* **To do**: Return the data that follows, keeping every word and mark unchanged.

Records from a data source
• • • • • • •
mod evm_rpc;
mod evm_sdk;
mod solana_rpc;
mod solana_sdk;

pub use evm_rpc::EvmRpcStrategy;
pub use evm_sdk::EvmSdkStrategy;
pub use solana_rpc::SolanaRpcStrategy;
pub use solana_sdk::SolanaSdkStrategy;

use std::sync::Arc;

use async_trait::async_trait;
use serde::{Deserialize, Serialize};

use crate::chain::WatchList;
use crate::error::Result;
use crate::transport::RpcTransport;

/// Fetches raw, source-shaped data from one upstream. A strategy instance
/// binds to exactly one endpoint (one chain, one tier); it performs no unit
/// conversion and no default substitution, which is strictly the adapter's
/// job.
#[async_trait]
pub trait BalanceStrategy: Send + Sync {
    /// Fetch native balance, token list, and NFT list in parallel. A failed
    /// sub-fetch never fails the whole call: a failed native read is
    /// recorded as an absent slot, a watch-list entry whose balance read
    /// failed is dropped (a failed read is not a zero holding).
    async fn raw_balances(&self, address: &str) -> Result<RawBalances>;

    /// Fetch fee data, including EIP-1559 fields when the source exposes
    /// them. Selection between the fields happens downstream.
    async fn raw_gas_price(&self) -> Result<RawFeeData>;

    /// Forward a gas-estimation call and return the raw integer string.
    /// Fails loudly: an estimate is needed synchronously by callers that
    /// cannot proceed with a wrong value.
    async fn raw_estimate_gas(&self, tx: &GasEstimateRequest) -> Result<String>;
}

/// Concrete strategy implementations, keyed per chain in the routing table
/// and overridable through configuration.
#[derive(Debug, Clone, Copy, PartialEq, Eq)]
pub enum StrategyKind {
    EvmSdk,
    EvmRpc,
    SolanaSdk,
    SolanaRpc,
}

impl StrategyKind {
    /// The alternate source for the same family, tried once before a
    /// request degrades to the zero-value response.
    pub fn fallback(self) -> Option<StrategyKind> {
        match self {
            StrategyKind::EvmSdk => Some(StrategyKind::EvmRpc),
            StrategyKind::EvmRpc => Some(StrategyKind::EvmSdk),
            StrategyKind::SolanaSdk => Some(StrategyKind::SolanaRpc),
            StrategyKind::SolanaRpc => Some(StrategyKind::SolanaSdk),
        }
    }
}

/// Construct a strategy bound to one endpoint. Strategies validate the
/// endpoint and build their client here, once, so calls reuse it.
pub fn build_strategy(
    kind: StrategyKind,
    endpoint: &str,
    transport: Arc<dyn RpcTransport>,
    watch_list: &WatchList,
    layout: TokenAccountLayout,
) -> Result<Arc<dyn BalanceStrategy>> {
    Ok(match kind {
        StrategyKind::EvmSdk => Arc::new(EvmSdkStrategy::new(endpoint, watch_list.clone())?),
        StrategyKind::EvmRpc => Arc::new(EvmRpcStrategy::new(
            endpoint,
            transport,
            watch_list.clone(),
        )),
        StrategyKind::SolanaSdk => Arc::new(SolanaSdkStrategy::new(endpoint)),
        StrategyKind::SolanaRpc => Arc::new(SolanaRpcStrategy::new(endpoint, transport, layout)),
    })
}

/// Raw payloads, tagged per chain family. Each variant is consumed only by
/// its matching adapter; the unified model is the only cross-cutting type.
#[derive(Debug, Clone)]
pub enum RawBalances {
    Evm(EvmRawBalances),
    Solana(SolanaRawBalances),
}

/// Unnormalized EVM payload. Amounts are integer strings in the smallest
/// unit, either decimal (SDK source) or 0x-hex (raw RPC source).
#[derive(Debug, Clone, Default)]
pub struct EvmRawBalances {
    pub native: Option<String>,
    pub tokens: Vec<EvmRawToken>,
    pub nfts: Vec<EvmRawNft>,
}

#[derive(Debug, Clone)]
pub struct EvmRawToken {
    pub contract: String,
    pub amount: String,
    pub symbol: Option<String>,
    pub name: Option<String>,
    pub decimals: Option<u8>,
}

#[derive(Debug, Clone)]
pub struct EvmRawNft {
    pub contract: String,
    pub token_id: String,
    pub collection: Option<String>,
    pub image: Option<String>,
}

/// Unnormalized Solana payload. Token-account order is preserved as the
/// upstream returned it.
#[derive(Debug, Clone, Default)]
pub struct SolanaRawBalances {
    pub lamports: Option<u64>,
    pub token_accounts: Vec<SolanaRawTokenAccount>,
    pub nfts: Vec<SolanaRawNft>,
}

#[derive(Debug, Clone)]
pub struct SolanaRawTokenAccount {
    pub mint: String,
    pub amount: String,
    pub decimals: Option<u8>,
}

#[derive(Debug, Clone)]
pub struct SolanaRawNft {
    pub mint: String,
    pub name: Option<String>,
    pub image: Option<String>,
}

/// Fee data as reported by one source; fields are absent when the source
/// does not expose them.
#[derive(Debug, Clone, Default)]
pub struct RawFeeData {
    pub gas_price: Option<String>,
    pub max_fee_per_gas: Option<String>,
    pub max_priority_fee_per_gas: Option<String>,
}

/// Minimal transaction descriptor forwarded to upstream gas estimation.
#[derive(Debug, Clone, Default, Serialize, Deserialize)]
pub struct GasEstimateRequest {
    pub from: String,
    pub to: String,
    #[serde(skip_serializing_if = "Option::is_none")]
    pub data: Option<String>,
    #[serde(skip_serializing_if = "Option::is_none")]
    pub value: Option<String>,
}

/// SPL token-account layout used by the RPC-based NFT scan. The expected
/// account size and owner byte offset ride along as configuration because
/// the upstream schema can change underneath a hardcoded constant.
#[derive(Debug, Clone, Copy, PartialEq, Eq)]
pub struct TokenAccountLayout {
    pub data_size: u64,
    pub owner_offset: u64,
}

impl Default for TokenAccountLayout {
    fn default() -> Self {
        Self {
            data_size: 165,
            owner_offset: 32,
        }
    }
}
• • • • • • •
* **Written response**:
mod evm_rpc;
mod evm_sdk;
mod solana_rpc;
mod solana_sdk;

pub use evm_rpc::EvmRpcStrategy;
pub use evm_sdk::EvmSdkStrategy;
pub use solana_rpc::SolanaRpcStrategy;
pub use solana_sdk::SolanaSdkStrategy;

use std::sync::Arc;

use async_trait::async_trait;
use serde::{Deserialize, Serialize};

use crate::chain::WatchList;
use crate::error::Result;
use crate::transport::RpcTransport;

/// Fetches raw, source-shaped data from one upstream. A strategy instance
/// binds to exactly one endpoint (one chain, one tier); it performs no unit
/// conversion and no default substitution, which is strictly the adapter's
/// job.
#[async_trait]
pub trait BalanceStrategy: Send + Sync {
    /// Fetch native balance, token list, and NFT list in parallel. A failed
    /// sub-fetch never fails the whole call: a failed native read is
    /// recorded as an absent slot, a watch-list entry whose balance read
    /// failed is dropped (a failed read is not a zero holding).
    async fn raw_balances(&self, address: &str) -> Result<RawBalances>;

    /// Fetch fee data, including EIP-1559 fields when the source exposes
    /// them. Selection between the fields happens downstream.
    async fn raw_gas_price(&self) -> Result<RawFeeData>;

    /// Forward a gas-estimation call and return the raw integer string.
    /// Fails loudly: an estimate is needed synchronously by callers that
    /// cannot proceed with a wrong value.
    async fn raw_estimate_gas(&self, tx: &GasEstimateRequest) -> Result<String>;
}

/// Concrete strategy implementations, keyed per chain in the routing table
/// and overridable through configuration.
#[derive(Debug, Clone, Copy, PartialEq, Eq)]
pub enum StrategyKind {
    EvmSdk,
    EvmRpc,
    SolanaSdk,
    SolanaRpc,
}

impl StrategyKind {
    /// The alternate source for the same family, tried once before a
    /// request degrades to the zero-value response.
    pub fn fallback(self) -> Option<StrategyKind> {
        match self {
            StrategyKind::EvmSdk => Some(StrategyKind::EvmRpc),
            StrategyKind::EvmRpc => Some(StrategyKind::EvmSdk),
            StrategyKind::SolanaSdk => Some(StrategyKind::SolanaRpc),
            StrategyKind::SolanaRpc => Some(StrategyKind::SolanaSdk),
        }
    }
}

/// Construct a strategy bound to one endpoint. Strategies validate the
/// endpoint and build their client here, once, so calls reuse it.
pub fn build_strategy(
    kind: StrategyKind,
    endpoint: &str,
    transport: Arc<dyn RpcTransport>,
    watch_list: &WatchList,
    layout: TokenAccountLayout,
) -> Result<Arc<dyn BalanceStrategy>> {
    Ok(match kind {
        StrategyKind::EvmSdk => Arc::new(EvmSdkStrategy::new(endpoint, watch_list.clone())?),
        StrategyKind::EvmRpc => Arc::new(EvmRpcStrategy::new(
            endpoint,
            transport,
            watch_list.clone(),
        )),
        StrategyKind::SolanaSdk => Arc::new(SolanaSdkStrategy::new(endpoint)),
        StrategyKind::SolanaRpc => Arc::new(SolanaRpcStrategy::new(endpoint, transport, layout)),
    })
}

/// Raw payloads, tagged per chain family. Each variant is consumed only by
/// its matching adapter; the unified model is the only cross-cutting type.
#[derive(Debug, Clone)]
pub enum RawBalances {
    Evm(EvmRawBalances),
    Solana(SolanaRawBalances),
}

/// Unnormalized EVM payload. Amounts are integer strings in the smallest
/// unit, either decimal (SDK source) or 0x-hex (raw RPC source).
#[derive(Debug, Clone, Default)]
pub struct EvmRawBalances {
    pub native: Option<String>,
    pub tokens: Vec<EvmRawToken>,
    pub nfts: Vec<EvmRawNft>,
}

#[derive(Debug, Clone)]
pub struct EvmRawToken {
    pub contract: String,
    pub amount: String,
    pub symbol: Option<String>,
    pub name: Option<String>,
    pub decimals: Option<u8>,
}

#[derive(Debug, Clone)]
pub struct EvmRawNft {
    pub contract: String,
    pub token_id: String,
    pub collection: Option<String>,
    pub image: Option<String>,
}

/// Unnormalized Solana payload. Token-account order is preserved as the
/// upstream returned it.
#[derive(Debug, Clone, Default)]
pub struct SolanaRawBalances {
    pub lamports: Option<u64>,
    pub token_accounts: Vec<SolanaRawTokenAccount>,
    pub nfts: Vec<SolanaRawNft>,
}

#[derive(Debug, Clone)]
pub struct SolanaRawTokenAccount {
    pub mint: String,
    pub amount: String,
    pub decimals: Option<u8>,
}

#[derive(Debug, Clone)]
pub struct SolanaRawNft {
    pub mint: String,
    pub name: Option<String>,
    pub image: Option<String>,
}

/// Fee data as reported by one source; fields are absent when the source
/// does not expose them.
#[derive(Debug, Clone, Default)]
pub struct RawFeeData {
    pub gas_price: Option<String>,
    pub max_fee_per_gas: Option<String>,
    pub max_priority_fee_per_gas: Option<String>,
}

/// Minimal transaction descriptor forwarded to upstream gas estimation.
#[derive(Debug, Clone, Default, Serialize, Deserialize)]
pub struct GasEstimateRequest {
    pub from: String,
    pub to: String,
    #[serde(skip_serializing_if = "Option::is_none")]
    pub data: Option<String>,
    #[serde(skip_serializing_if = "Option::is_none")]
    pub value: Option<String>,
}

/// SPL token-account layout used by the RPC-based NFT scan. The expected
/// account size and owner byte offset ride along as configuration because
/// the upstream schema can change underneath a hardcoded constant.
#[derive(Debug, Clone, Copy, PartialEq, Eq)]
pub struct TokenAccountLayout {
    pub data_size: u64,
    pub owner_offset: u64,
}

impl Default for TokenAccountLayout {
    fn default() -> Self {
        Self {
            data_size: 165,
            owner_offset: 32,
        }
    }
}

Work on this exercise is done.